The general death toll is estimated at between 150,000 to 300,000. Because of widespread burning of bodies and throwing of corpses into the Yang tse River, the death toll may well always be underestimated.

There were foreigners in the city. Traders and missionaries formed the core of the foreign population in Nanking. Many of them banded together to protect Chinese civilians.

One of the most unusual among them was a German living in the city who joined the Nazi Party out of conviction and became its organiser in Nanking. He was instrumental in setting up a safety zone in the middle of Nanking in which tens of thousands of Chinese civilians sought refuge. Countless times he brandished his Nazi armband and placed himself between Japanese soldiers and trembling Chinese who would otherwise be victims. In addition to his rescue efforts he kept a diary so that the atrocities woulld not be denied later by the Japanese perpetrators.

The rescuers in Nanking were short on arms and long on courage. Sadly, their success was limited. The Japanese were ruthless in their search for human prey. Constant attacks stretched thin the ranks of the western rescuers.

An additional irony is the role of missionaries who earlier in the century had themselves been hunted and persecuted by the Chinese themselves as agents of western values and power. This same class of distrusted foreigners proved to be tireless defenders of the Chinese who came to them for refuge.

According to Wikipedia "On February 28, 1938 Rabe left Nanjing, traveling to Shanghai and then back to Germany. He showed films and photographs of Japanese atrocities in lecture presentations in Berlin and wrote to Hitler to use his influence to persuade the Japanese to stop any more inhumane violence. Instead, Rabe was detained and interrogated by the Gestapo and his letter to Hitler never sent. Due to the intervention of Siemens AG, he was released. He was allowed to keep evidence of the massacre, excluding the film, but was not allowed to lecture or write on the subject. Rabe would continue working for Siemens, which posted him briefly to the safety of Afghanistan. Until 1945 Rabe worked in the Berlin headquarters of the company.

After the war, Rabe was denounced for his Nazi Party membership and arrested by the Russians first and then by the British. However, investigations exonerated him of any wrongdoing. He was formally declared "de-Nazified" by the Allies in June 1946 but thereafter lived in relative poverty. His family was also starving at one point in time when he (Rabe) was partly supported by the monthly food and money parcels sent by the Chinese government for his actions during the Nanjing Massacre."

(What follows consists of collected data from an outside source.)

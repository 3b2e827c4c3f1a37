use crate::api::{TwitterApi, User};
use crate::error::{Error, Result};
use tracing::{debug, info};

/// Drops surrounding whitespace and a leading `@`.
pub fn normalize_username(raw: &str) -> &str {
    raw.trim().trim_start_matches('@')
}

/// Looks up a profile by username.
pub struct UserResolver<'a, A: TwitterApi + ?Sized> {
    api: &'a A,
}

impl<'a, A: TwitterApi + ?Sized> UserResolver<'a, A> {
    pub fn new(api: &'a A) -> Self {
        Self { api }
    }

    pub async fn resolve(&self, username: &str, fields: &[String]) -> Result<User> {
        let username = normalize_username(username);
        if username.is_empty() {
            return Err(Error::Resolution {
                username: String::new(),
                errors: Vec::new(),
            });
        }

        debug!(username, ?fields, "resolving user");
        let mut response = self.api.user_by_username(username, fields).await?;

        if let Some(errors) = response.take_errors() {
            return Err(Error::Resolution {
                username: username.to_string(),
                errors,
            });
        }

        let user = response.data.ok_or_else(|| Error::Resolution {
            username: username.to_string(),
            errors: Vec::new(),
        })?;

        info!(
            id = %user.id,
            username = %user.username,
            protected = user.protected,
            "resolved user"
        );
        Ok(user)
    }
}

#[cfg(test)]
mod tests {
    use super::*;
    use crate::api::{ApiError, ApiResponse, TimelineParams, Tweet};
    use async_trait::async_trait;
    use std::sync::Mutex;

    struct FakeProfiles {
        response: ApiResponse<User>,
        seen: Mutex<Vec<(String, Vec<String>)>>,
    }

    impl FakeProfiles {
        fn new(response: ApiResponse<User>) -> Self {
            Self {
                response,
                seen: Mutex::new(Vec::new()),
            }
        }
    }

    #[async_trait]
    impl TwitterApi for FakeProfiles {
        async fn user_by_username(
            &self,
            username: &str,
            user_fields: &[String],
        ) -> Result<ApiResponse<User>> {
            self.seen
                .lock()
                .unwrap()
                .push((username.to_string(), user_fields.to_vec()));
            Ok(self.response.clone())
        }

        async fn user_timeline(
            &self,
            _user_id: &str,
            _params: &TimelineParams,
        ) -> Result<ApiResponse<Vec<Tweet>>> {
            panic!("resolver must not fetch timelines");
        }
    }

    fn user(protected: bool) -> User {
        User {
            id: "42".to_string(),
            username: "alice".to_string(),
            name: None,
            protected,
            public_metrics: None,
        }
    }

    #[tokio::test]
    async fn test_resolve_returns_user() {
        let api = FakeProfiles::new(ApiResponse {
            data: Some(user(false)),
            meta: None,
            errors: None,
        });
        let fields = vec!["protected".to_string()];
        let resolved = UserResolver::new(&api).resolve("@alice", &fields).await.unwrap();
        assert_eq!(resolved.id, "42");
        assert_eq!(
            api.seen.lock().unwrap()[0],
            ("alice".to_string(), vec!["protected".to_string()])
        );
    }

    #[tokio::test]
    async fn test_resolve_keeps_protected_flag() {
        let api = FakeProfiles::new(ApiResponse {
            data: Some(user(true)),
            meta: None,
            errors: None,
        });
        let resolved = UserResolver::new(&api).resolve("alice", &[]).await.unwrap();
        assert!(resolved.protected);
    }

    #[tokio::test]
    async fn test_resolve_upstream_errors() {
        let api = FakeProfiles::new(ApiResponse {
            data: None,
            meta: None,
            errors: Some(vec![ApiError {
                title: Some("Not Found Error".to_string()),
                ..ApiError::default()
            }]),
        });
        let err = UserResolver::new(&api).resolve("ghost", &[]).await.unwrap_err();
        match err {
            Error::Resolution { username, errors } => {
                assert_eq!(username, "ghost");
                assert_eq!(errors[0].title.as_deref(), Some("Not Found Error"));
            }
            other => panic!("unexpected error: {other}"),
        }
    }

    #[tokio::test]
    async fn test_resolve_empty_username() {
        let api = FakeProfiles::new(ApiResponse {
            data: Some(user(false)),
            meta: None,
            errors: None,
        });
        let err = UserResolver::new(&api).resolve("  ", &[]).await.unwrap_err();
        assert!(matches!(err, Error::Resolution { .. }));
        assert!(api.seen.lock().unwrap().is_empty());
    }

    #[tokio::test]
    async fn test_resolve_missing_data() {
        let api = FakeProfiles::new(ApiResponse {
            data: None,
            meta: None,
            errors: None,
        });
        let err = UserResolver::new(&api).resolve("alice", &[]).await.unwrap_err();
        assert!(matches!(err, Error::Resolution { .. }));
    }
}
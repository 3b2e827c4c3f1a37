//! Scripted `TwitterApi` and fixtures shared by unit tests.

use std::collections::VecDeque;
use std::sync::atomic::{AtomicUsize, Ordering};
use std::sync::Mutex;

use async_trait::async_trait;

use crate::api::{ApiError, ApiResponse, PageMeta, TimelineParams, Tweet, TwitterApi, User};
use crate::error::Result;

pub(crate) struct ScriptedApi {
    profile: ApiResponse<User>,
    pages: Mutex<VecDeque<ApiResponse<Vec<Tweet>>>>,
    pub profile_calls: AtomicUsize,
    pub looked_up: Mutex<Vec<String>>,
    pub timeline_calls: Mutex<Vec<(String, TimelineParams)>>,
}

impl ScriptedApi {
    pub fn new(profile: User, pages: Vec<ApiResponse<Vec<Tweet>>>) -> Self {
        Self {
            profile: ApiResponse {
                data: Some(profile),
                meta: None,
                errors: None,
            },
            pages: Mutex::new(pages.into()),
            profile_calls: AtomicUsize::new(0),
            looked_up: Mutex::new(Vec::new()),
            timeline_calls: Mutex::new(Vec::new()),
        }
    }

    pub fn timeline_call_count(&self) -> usize {
        self.timeline_calls.lock().unwrap().len()
    }

    pub fn tokens_sent(&self) -> Vec<Option<String>> {
        self.timeline_calls
            .lock()
            .unwrap()
            .iter()
            .map(|(_, p)| p.pagination_token.clone())
            .collect()
    }
}

#[async_trait]
impl TwitterApi for ScriptedApi {
    async fn user_by_username(
        &self,
        username: &str,
        _user_fields: &[String],
    ) -> Result<ApiResponse<User>> {
        self.profile_calls.fetch_add(1, Ordering::SeqCst);
        self.looked_up.lock().unwrap().push(username.to_string());
        Ok(self.profile.clone())
    }

    async fn user_timeline(
        &self,
        user_id: &str,
        params: &TimelineParams,
    ) -> Result<ApiResponse<Vec<Tweet>>> {
        self.timeline_calls
            .lock()
            .unwrap()
            .push((user_id.to_string(), params.clone()));
        let page = self
            .pages
            .lock()
            .unwrap()
            .pop_front()
            .expect("no scripted page left");
        Ok(page)
    }
}

pub(crate) fn user(id: &str, username: &str, protected: bool) -> User {
    User {
        id: id.to_string(),
        username: username.to_string(),
        name: None,
        protected,
        public_metrics: None,
    }
}

/// `count` tweets with descending numeric ids starting at `newest`.
pub(crate) fn tweets(newest: u64, count: u64) -> Vec<Tweet> {
    (0..count)
        .map(|i| Tweet {
            id: (newest - i).to_string(),
            text: format!("post {}", newest - i),
            author_id: None,
            created_at: None,
            source: None,
            referenced_tweets: None,
            public_metrics: None,
        })
        .collect()
}

pub(crate) fn page_meta(count: u32, next: Option<&str>, newest: &str, oldest: &str) -> PageMeta {
    PageMeta {
        result_count: count,
        next_token: next.map(str::to_string),
        newest_id: Some(newest.to_string()),
        oldest_id: Some(oldest.to_string()),
    }
}

/// A successful page of `count` tweets starting at id `newest`.
pub(crate) fn page(newest: u64, count: u64, next: Option<&str>) -> ApiResponse<Vec<Tweet>> {
    let oldest = newest + 1 - count.max(1);
    ApiResponse {
        data: Some(tweets(newest, count)),
        meta: Some(page_meta(
            count as u32,
            next,
            &newest.to_string(),
            &oldest.to_string(),
        )),
        errors: None,
    }
}

pub(crate) fn error_page(detail: &str) -> ApiResponse<Vec<Tweet>> {
    ApiResponse {
        data: None,
        meta: None,
        errors: Some(vec![ApiError {
            title: Some("Invalid Request".to_string()),
            detail: Some(detail.to_string()),
            ..ApiError::default()
        }]),
    }
}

The contrasts in Rabe's attitudes are interesting. He went back to Germany with full faith that his concern with the massacre in Nanking would be received with sympathy by Hitler. Despite his interrogation and incarceration for a short time, he returned to his job at Siemens Industries in Berlin with his faith unshaken. Efforts from Siemens executives to obtain his freedom were fortunately fruitful.He did not become a dissident. He did not oppose Nazism until after the German surrender, when it was supposed that he was a common party loyalist. Fortunately, he was exculpated by testimony from eyewitnesses to his heroism.

It is very hard to predict who will answer the call of circumstance to heroic efforts. Some who in peace time are nondescript and even unpleasant sometimes surprise the world with an inner strength. Rabe was described by those who knew him as sincere in his loyalty to Nazi ideology.
It may never be known what inner spark lit his path of kindness and rescue. The most comforting explanation is the thought of a war between good and evil in the world that reaches into the soul of every person born.

Rabe's story is an inspiring example of a person passing a critical test in life. His life is an example to us all.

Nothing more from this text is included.